[[ Material for the task open ]]

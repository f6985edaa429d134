// Tracing setup shared by the CLI and the server

use tracing_subscriber::{layer::SubscriberExt, util::SubscriberInitExt, EnvFilter};

pub const DEFAULT_FILTER: &str = "civic_ease=info,tower_http=info";

/// Install the global subscriber. RUST_LOG overrides the default filter.
/// Calling it twice is harmless; the second call is ignored.
pub fn init() {
    let filter =
        EnvFilter::try_from_default_env().unwrap_or_else(|_| EnvFilter::new(DEFAULT_FILTER));

    let _ = tracing_subscriber::registry()
        .with(filter)
        .with(tracing_subscriber::fmt::layer().with_target(true))
        .try_init();
}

[[ Material for the task closed ]]

▶ **What the exercise asks**
Word for word, repeat the lines that begin at the one with "pub const DEFAULT_FILTER: &str" and continue to the end of the listing above.

▶ **Task response**
pub const DEFAULT_FILTER: &str = "civic_ease=info,tower_http=info";

/// Install the global subscriber. RUST_LOG overrides the default filter.
/// Calling it twice is harmless; the second call is ignored.
pub fn init() {
    let filter =
        EnvFilter::try_from_default_env().unwrap_or_else(|_| EnvFilter::new(DEFAULT_FILTER));

    let _ = tracing_subscriber::registry()
        .with(filter)
        .with(tracing_subscriber::fmt::layer().with_target(true))
        .try_init();
}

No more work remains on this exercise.